Guy would gather everyone round to his place, quaintly adorned with his late Aunt Lil's doilies, and spin Richard Crooks singing Stephen Foster's "Old Black Joe", then switching from 78 to 33rpm, he'd announce something a bit more "challenging" was on its way - code for: this is some good shit I got from Pyramid Records and it's going to blow you the fuck away. In delicious contrast to "Old Black Joe", the needle gently found its groove and the room swelled with the aural explosion of Feederz crooning "Jesus Entering From The Rear".
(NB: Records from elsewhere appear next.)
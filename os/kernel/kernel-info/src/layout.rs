//! # Runtime memory layout
//!
//! The physical pools and the virtual tracker capacities depend on the amount
//! of installed RAM, so they are derived at boot from [`BootInfo`].
//!
//! ```text
//! 0x0000_0000 ┌──────────────────────────────┐
//!             │ low memory, bitmap storage   │
//! 0x0010_0000 ├──────────────────────────────┤
//!             │ page directory + 255 tables  │
//! 0x0020_0000 ├──────────────────────────────┤ kernel_pool_start
//!             │ kernel pool (half the rest)  │
//!             ├──────────────────────────────┤ user_pool_start
//!             │ user pool                    │
//! total       └──────────────────────────────┘
//! ```

use crate::boot::BootInfo;
use crate::memory::{
    KERNEL_HEAP_END, KERNEL_HEAP_START, PAGE_SIZE, RESERVED_PHYS_END, USER_STACK_TOP,
    USER_VADDR_START,
};
use kernel_memory_addresses::PhysicalAddress;

/// Physical start of the pool and tracker bitmaps.
pub const BITMAP_STORAGE_PHYS: PhysicalAddress = PhysicalAddress::new(0x0009_A000);

/// Bytes available for bitmaps. The kernel main thread's control block and
/// stack sit right above.
pub const BITMAP_STORAGE_LEN: u32 = 0x0009_E000 - 0x0009_A000;

/// Pages a user task's virtual tracker spans, from [`USER_VADDR_START`] to
/// [`USER_STACK_TOP`].
pub const USER_VSPACE_PAGES: u32 = (USER_STACK_TOP - USER_VADDR_START.as_u32()) / PAGE_SIZE;

/// Pages of the kernel heap window.
pub const KERNEL_HEAP_WINDOW_PAGES: u32 = (KERNEL_HEAP_END - KERNEL_HEAP_START.as_u32()) / PAGE_SIZE;

#[derive(Debug, Copy, Clone, Eq, PartialEq, thiserror::Error)]
pub enum LayoutError {
    #[error("{total:#x} bytes of RAM do not reach past the reserved region")]
    TooLittleMemory { total: u32 },
    #[error("bitmaps need {needed} bytes but only {available} are reserved")]
    BitmapStorageExceeded { needed: u32, available: u32 },
}

/// Pool and tracker geometry derived from the installed RAM.
#[derive(Debug, Copy, Clone, Eq, PartialEq)]
pub struct MemoryLayout {
    pub total_memory: u32,
    pub kernel_pool_start: PhysicalAddress,
    pub kernel_pool_frames: u32,
    pub user_pool_start: PhysicalAddress,
    pub user_pool_frames: u32,
    /// Pages the kernel virtual tracker can hand out.
    pub kernel_vspace_pages: u32,
}

impl MemoryLayout {
    /// Split the RAM above the reserved region in half: the kernel pool takes
    /// `floor(free / 2)` frames, the user pool the remainder.
    ///
    /// # Errors
    /// If there is no free frame at all, or the three bitmaps would not fit
    /// [`BITMAP_STORAGE_LEN`].
    pub const fn from_boot_info(info: &BootInfo) -> Result<Self, LayoutError> {
        let total = info.total_memory;
        if total < RESERVED_PHYS_END + 2 * PAGE_SIZE {
            return Err(LayoutError::TooLittleMemory { total });
        }

        let free_frames = (total - RESERVED_PHYS_END) / PAGE_SIZE;
        let kernel_frames = free_frames / 2;
        let user_frames = free_frames - kernel_frames;
        let kernel_vspace_pages = if kernel_frames < KERNEL_HEAP_WINDOW_PAGES {
            kernel_frames
        } else {
            KERNEL_HEAP_WINDOW_PAGES
        };

        let layout = Self {
            total_memory: total,
            kernel_pool_start: PhysicalAddress::new(RESERVED_PHYS_END),
            kernel_pool_frames: kernel_frames,
            user_pool_start: PhysicalAddress::new(RESERVED_PHYS_END + kernel_frames * PAGE_SIZE),
            user_pool_frames: user_frames,
            kernel_vspace_pages,
        };

        let needed = layout.bitmap_bytes();
        if needed > BITMAP_STORAGE_LEN {
            return Err(LayoutError::BitmapStorageExceeded {
                needed,
                available: BITMAP_STORAGE_LEN,
            });
        }

        Ok(layout)
    }

    /// A layout for a given RAM size.
    ///
    /// # Errors
    /// See [`MemoryLayout::from_boot_info`].
    pub const fn from_total_memory(total_memory: u32) -> Result<Self, LayoutError> {
        Self::from_boot_info(&BootInfo::new(total_memory))
    }

    /// Smallest machine whose kernel and user pools hold the given frame counts.
    ///
    /// The user pool gets at least as many frames as the kernel pool.
    ///
    /// # Errors
    /// See [`MemoryLayout::from_boot_info`].
    pub const fn with_pool_frames(kernel_frames: u32, user_frames: u32) -> Result<Self, LayoutError> {
        let user = if user_frames < kernel_frames {
            kernel_frames
        } else {
            user_frames
        };
        Self::from_total_memory(RESERVED_PHYS_END + (kernel_frames + user) * PAGE_SIZE)
    }

    /// Bytes of the kernel pool.
    #[must_use]
    pub const fn kernel_pool_size(&self) -> u32 {
        self.kernel_pool_frames * PAGE_SIZE
    }

    /// Bytes of the user pool.
    #[must_use]
    pub const fn user_pool_size(&self) -> u32 {
        self.user_pool_frames * PAGE_SIZE
    }

    /// Bitmap bytes needed to track the given number of bits.
    #[must_use]
    pub const fn bytes_for(bits: u32) -> u32 {
        bits.div_ceil(8)
    }

    /// Storage for the kernel pool, user pool and kernel virtual tracker, in that order.
    #[must_use]
    pub const fn bitmap_bytes(&self) -> u32 {
        Self::bytes_for(self.kernel_pool_frames)
            + Self::bytes_for(self.user_pool_frames)
            + Self::bytes_for(self.kernel_vspace_pages)
    }
}

#[cfg(test)]
mod tests {
    use super::*;

    #[test]
    fn thirty_two_mib_machine() {
        let layout = MemoryLayout::from_total_memory(32 * 1024 * 1024).expect("layout");
        // (32 MiB - 2 MiB) / 4 KiB = 7680 free frames
        assert_eq!(layout.kernel_pool_frames, 3840);
        assert_eq!(layout.user_pool_frames, 3840);
        assert_eq!(layout.kernel_pool_start.as_u32(), 0x0020_0000);
        assert_eq!(layout.user_pool_start.as_u32(), 0x0020_0000 + 3840 * 4096);
        assert_eq!(layout.kernel_vspace_pages, 3840);
        assert_eq!(layout.bitmap_bytes(), 3 * 480);
    }

    #[test]
    fn odd_frame_count_goes_to_user_pool() {
        let layout = MemoryLayout::from_total_memory(0x0020_0000 + 5 * 4096 + 100).expect("layout");
        assert_eq!(layout.kernel_pool_frames, 2);
        assert_eq!(layout.user_pool_frames, 3);
    }

    #[test]
    fn explicit_pool_sizes() {
        let layout = MemoryLayout::with_pool_frames(8, 8).expect("layout");
        assert_eq!(layout.kernel_pool_frames, 8);
        assert_eq!(layout.user_pool_frames, 8);
        assert_eq!(layout.total_memory, 0x0020_0000 + 16 * 4096);
    }

    #[test]
    fn rejects_tiny_machines() {
        assert_eq!(
            MemoryLayout::from_total_memory(0x0010_0000),
            Err(LayoutError::TooLittleMemory { total: 0x0010_0000 })
        );
    }

    #[test]
    fn rejects_layouts_without_bitmap_room() {
        let err = MemoryLayout::from_total_memory(u32::MAX).expect_err("too big");
        assert!(matches!(err, LayoutError::BitmapStorageExceeded { .. }));
    }

    #[test]
    fn user_tracker_span() {
        assert_eq!(USER_VSPACE_PAGES, (0xC000_0000 - 0x0804_8000) / 4096);
    }
}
Radio producer and news guy John Copsey (he wears suits now) led a punk band that devoted themselves to worshipping the survivalist movement as preached on Winnipeg's community cable station TV show "Survival" featuring yours truly and Guy Maddin as apocalypse-welcoming rednecks. Lead singer of several great Winnipeg punk bands was none other than heartthrob Kyle McCulloch who starred in virtually every early John Paizs and Guy Maddin film and eventually became a head writer on TV's South Park. And lest we forget, Canada's highly esteemed journalist and political pundit in all media, Mr. Andrew Coyne, took to the stage with several other burgeoning writers from the University of Manitoba newspaper and in punk tradition, nary a one of them could actually play, but they gave their all as The Nimrods.
Happy times for many. Times that led to even happier times - for some.
All were ultimately inspired by Winnipeg's punk scene, but most of all, the brilliant local artists - the musicians who made you soar higher than a kite with kickass punk/new wave music were the big motivators who instilled a more anarchic, freewheeling, devil-may-care spirit in so many of us to push the limits of our own lives and artistic pursuits. The music, unlike the arts inspired by it, had NO outlets of support to take the music and musicians to the next natural level. There were a few limited tapes or EPs cut, a handful of extremely indie albums, but this genuinely brilliant period of Winnipeg music - post The Guess Who and pre The Crash Test Dummies - lives in the minds, memories and movies of all those who loved it deeply and were fuelled by seeing it LIVE - night after night after blessedly blasphemous night.
*****
All cities have ghosts. Winnipeg has more than most. My old Winter City is rife with spiritual activity - manifested by inordinate pools of ectoplasm - viscous globs expunged from living sources to release the phantom apparitions that emit screams of agony, horror and deep sorrow.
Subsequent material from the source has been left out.